BABA: Tell me; what ails you, young man?
BHAKT (Overwhelmed to see ‘his Baba’ paying attention to him): O! Baba! Baba, Baba, Baba! You are divine! Nothing is hidden from your supreme power!
BABA (Basking in his glory): I know. But, still tell me what bothers you son?
BHAKT: Babaji, its regarding my job. It’s been two years; I am not finding any sort of a job. What do I do, Babaji? Mujhe raasta dikhao.
BABA: Why did you not come to me two years before?
BHAKT: It’s entirely my fault Baba. I hadn’t heard of you and your chamatkaars.
BABA (Taking a mental note of regulating his publicity procedures): What sort of chutney do you prefer with your samosas?
BHAKT (Taken aback but still trying to look grave): Red chutney.
BABA: Aha! There you go! Take the green one next time and all your problems will be solved. Kripa bani rahegi! Next please.
Reading this conversation shouldn’t shock one as religion is becoming more of a business these days. Unlike the older days when a simple temple was all one needed to worship, fashionable temples have become more of a trend today – the bigger the temple, the more the worshippers. What one does not realize is that donations made to a needy/beggar is more effective than those made for making the temple’s architecture more striking. One of the most popular of traditions in India is the one where people offer or rather pour milk on a shivling. The paradox of the situation is elicited when one sees hungry beggars sitting right outside the temple, which no one notices.
The problem is not with the religion or worshipping God, but one should not let somebody else to tell them how to pray. It’s your feeling and only you know how to express it better. So, these empty practices like removing one’s shoes outside the temple or folding their hands in a particular manner or sitting in a particular manner should not be given unnecessary importance. One can pick any religious texts for reference but this is a fact that, there is only one language that the almighty understands and that is the language of love and benevolence.
On a visit to my college, His Holiness the Dalai Lama pointed out to an interesting practice. He mentioned how people in India worship Ganesha, Krishna, and Shiva and then they engage in corrupt practices. His point was that if one wants to engage in such practices then he should only worship money. This is another problem with religion and the way its carried out by certain figures of authority called ‘Babas’ – the putting up of a charade. Off late our country has witnessed a certain amount of popular Babas being exposed. There are Babas in our country who get politically involved, sit down for dharnas and then they run off wearing women’s clothes. This particular Baba doesn’t escape from making political statements now and then. We also have Babas who have molested and raped young girls for “God” knows how many years.

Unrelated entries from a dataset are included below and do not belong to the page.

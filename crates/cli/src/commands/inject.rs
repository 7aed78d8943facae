//! `hindsight inject` — the hook entry point.
//!
//! Reads one JSON [`InvocationPayload`] from stdin and writes the
//! injectable block to stdout when at least one example was selected.
//! Absence of output is the normal "no relevant examples" outcome.
//!
//! This command embodies the engine's external contract: it never reports
//! failure. A malformed payload, an unusable corpus, or even a panic in a
//! pipeline stage all degrade to silence.

use hindsight_config::EngineConfig;
use hindsight_core::payload::InvocationPayload;
use hindsight_engine::debug::{DebugSink, FileSink, NullSink};
use hindsight_engine::store::JsonlStore;
use hindsight_engine::{run_invocation, PipelineOutcome, SilentReason};
use std::io::Read;
use std::panic::{self, AssertUnwindSafe};
use tracing::{debug, warn};

pub fn run() {
    let mut input = String::new();
    if std::io::stdin().read_to_string(&mut input).is_err() {
        warn!("Could not read payload from stdin");
        return;
    }

    let config = EngineConfig::resolve();
    if let Some(block) = respond(&input, &config) {
        print!("{block}");
    }
}

/// Map one raw payload to the text to emit, if any.
fn respond(input: &str, config: &EngineConfig) -> Option<String> {
    match invoke(input, config) {
        PipelineOutcome::Injected { block, .. } => Some(block),
        PipelineOutcome::Silent(reason) => {
            debug!(?reason, "Nothing to inject");
            None
        }
    }
}

fn invoke(input: &str, config: &EngineConfig) -> PipelineOutcome {
    let payload: InvocationPayload = match serde_json::from_str(input) {
        Ok(payload) => payload,
        Err(e) => {
            warn!(error = %e, "Malformed invocation payload");
            return PipelineOutcome::Silent(SilentReason::Degraded(format!(
                "malformed payload: {e}"
            )));
        }
    };

    let store = JsonlStore::new(config.corpus_path.clone());
    let sink: Box<dyn DebugSink> = if config.debug {
        Box::new(FileSink::new(config.debug_log_path.clone()))
    } else {
        Box::new(NullSink)
    };

    // Last line of defense for §"never fail the caller": a bug anywhere in
    // the pipeline becomes a silent invocation, not a hook failure.
    panic::catch_unwind(AssertUnwindSafe(|| {
        run_invocation(&payload, config, &store, sink.as_ref())
    }))
    .unwrap_or_else(|_| {
        warn!("Pipeline stage panicked; degrading to silence");
        PipelineOutcome::Silent(SilentReason::Degraded("internal fault".into()))
    })
}
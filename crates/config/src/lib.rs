//! Configuration loading and validation for Hindsight.
//!
//! Loads configuration from `~/.hindsight/config.toml` with environment
//! variable overrides. The resolved [`EngineConfig`] is built once at the
//! start of an invocation and threaded through every pipeline stage as a
//! parameter — no stage reads the environment on its own.
//!
//! The hook contract means configuration can never fail an invocation:
//! a missing or malformed config file resolves to built-in defaults.

use hindsight_core::error::ConfigError;
use serde::{Deserialize, Serialize};
use std::path::{Path, PathBuf};

/// The engine configuration, resolved once per invocation.
///
/// Maps directly to `~/.hindsight/config.toml`; every field can also be
/// overridden via a `HINDSIGHT_*` environment variable.
#[derive(Debug, Clone, Serialize, Deserialize)]
pub struct EngineConfig {
    /// When false, the pipeline skips all processing and emits no output.
    #[serde(default = "default_enabled")]
    pub enabled: bool,

    /// Upper bound on how many examples a selection may return.
    #[serde(default = "default_max_examples")]
    pub max_examples: usize,

    /// Minimum `rating` an example needs to be eligible.
    #[serde(default = "default_min_rating")]
    pub min_rating: u8,

    /// When true, append one structured debug record per invocation.
    #[serde(default)]
    pub debug: bool,

    /// Composite scores below this floor are dropped during selection.
    #[serde(default = "default_relevance_floor")]
    pub relevance_floor: f32,

    /// Where the example corpus lives.
    #[serde(default = "default_corpus_path")]
    pub corpus_path: PathBuf,

    /// Where debug records are appended when `debug` is on.
    #[serde(default = "default_debug_log_path")]
    pub debug_log_path: PathBuf,
}

fn default_enabled() -> bool {
    true
}
fn default_max_examples() -> usize {
    3
}
fn default_min_rating() -> u8 {
    7
}
fn default_relevance_floor() -> f32 {
    0.30
}
fn default_corpus_path() -> PathBuf {
    EngineConfig::config_dir().join("examples.jsonl")
}
fn default_debug_log_path() -> PathBuf {
    EngineConfig::config_dir().join("debug.jsonl")
}

impl Default for EngineConfig {
    fn default() -> Self {
        Self {
            enabled: default_enabled(),
            max_examples: default_max_examples(),
            min_rating: default_min_rating(),
            debug: false,
            relevance_floor: default_relevance_floor(),
            corpus_path: default_corpus_path(),
            debug_log_path: default_debug_log_path(),
        }
    }
}

impl EngineConfig {
    /// Resolve the effective configuration for one invocation.
    ///
    /// Precedence, later wins: built-in defaults, then the config file,
    /// then `HINDSIGHT_*` environment variables. Never fails — a broken
    /// file or an invalid value falls back to defaults with a warning.
    pub fn resolve() -> Self {
        let path = Self::config_dir().join("config.toml");
        let mut config = match Self::load_from(&path) {
            Ok(config) => config,
            Err(e) => {
                tracing::warn!(error = %e, "Config file unusable, using defaults");
                Self::default()
            }
        };

        config.apply_env_overrides(|name| std::env::var(name).ok());

        if let Err(e) = config.validate() {
            tracing::warn!(error = %e, "Invalid configuration, using defaults");
            return Self::default();
        }
        config
    }

    /// Load configuration from a specific file path.
    ///
    /// A missing file yields defaults; read/parse failures are returned so
    /// the `status` command can surface them to operators.
    pub fn load_from(path: &Path) -> Result<Self, ConfigError> {
        if !path.exists() {
            tracing::debug!(path = %path.display(), "No config file, using defaults");
            return Ok(Self::default());
        }

        let content = std::fs::read_to_string(path).map_err(|e| ConfigError::Read {
            path: path.to_path_buf(),
            reason: e.to_string(),
        })?;

        let config: Self = toml::from_str(&content).map_err(|e| ConfigError::Parse {
            path: path.to_path_buf(),
            reason: e.to_string(),
        })?;

        config.validate()?;
        Ok(config)
    }

    /// Apply `HINDSIGHT_*` environment overrides via the given lookup.
    ///
    /// Values that fail to parse are ignored — a typo in an env var must
    /// not change behavior beyond losing that one override.
    fn apply_env_overrides(&mut self, lookup: impl Fn(&str) -> Option<String>) {
        if let Some(v) = lookup("HINDSIGHT_ENABLED").and_then(|v| parse_bool(&v)) {
            self.enabled = v;
        }
        if let Some(v) = lookup("HINDSIGHT_MAX_EXAMPLES").and_then(|v| v.parse().ok()) {
            self.max_examples = v;
        }
        if let Some(v) = lookup("HINDSIGHT_MIN_RATING").and_then(|v| v.parse().ok()) {
            self.min_rating = v;
        }
        if let Some(v) = lookup("HINDSIGHT_DEBUG").and_then(|v| parse_bool(&v)) {
            self.debug = v;
        }
        if let Some(v) = lookup("HINDSIGHT_CORPUS_PATH") {
            self.corpus_path = PathBuf::from(v);
        }
    }

    /// Validate the configuration.
    pub fn validate(&self) -> Result<(), ConfigError> {
        if self.max_examples == 0 {
            return Err(ConfigError::Validation("max_examples must be at least 1".into()));
        }
        if !(1..=10).contains(&self.min_rating) {
            return Err(ConfigError::Validation(
                "min_rating must be between 1 and 10".into(),
            ));
        }
        if !(0.0..=1.0).contains(&self.relevance_floor) {
            return Err(ConfigError::Validation(
                "relevance_floor must be between 0.0 and 1.0".into(),
            ));
        }
        Ok(())
    }

    /// Get the configuration directory path.
    pub fn config_dir() -> PathBuf {
        dirs_home().join(".hindsight")
    }
}

fn parse_bool(v: &str) -> Option<bool> {
    match v.trim().to_ascii_lowercase().as_str() {
        "true" | "1" | "yes" | "on" => Some(true),
        "false" | "0" | "no" | "off" => Some(false),
        _ => None,
    }
}

/// Get the user's home directory.
fn dirs_home() -> PathBuf {
    #[cfg(target_os = "windows")]
    {
        std::env::var("USERPROFILE")
            .map(PathBuf::from)
            .unwrap_or_else(|_| PathBuf::from("C:\\Users\\Default"))
    }
    #[cfg(not(target_os = "windows"))]
    {
        std::env::var("HOME")
            .map(PathBuf::from)
            .unwrap_or_else(|_| PathBuf::from("/tmp"))
    }
}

The point being made here is that by bluffing millions of people, these so called Babas are constantly found playing with people’s sentiments. In a sense it is also the society’s fault which, after a certain point of time starts revering the Baba and the God is left somewhere far behind. On a parting note, I’d like to quote a famous French philosopher who makes a statement about a perfect religious man –
“Although a man may wear fine clothing, if he lives peacefully; and is good, self-posessed, has faith and is pure; and if he doesn’t hurt any living being, he is a holy man.” – Denis Diderot.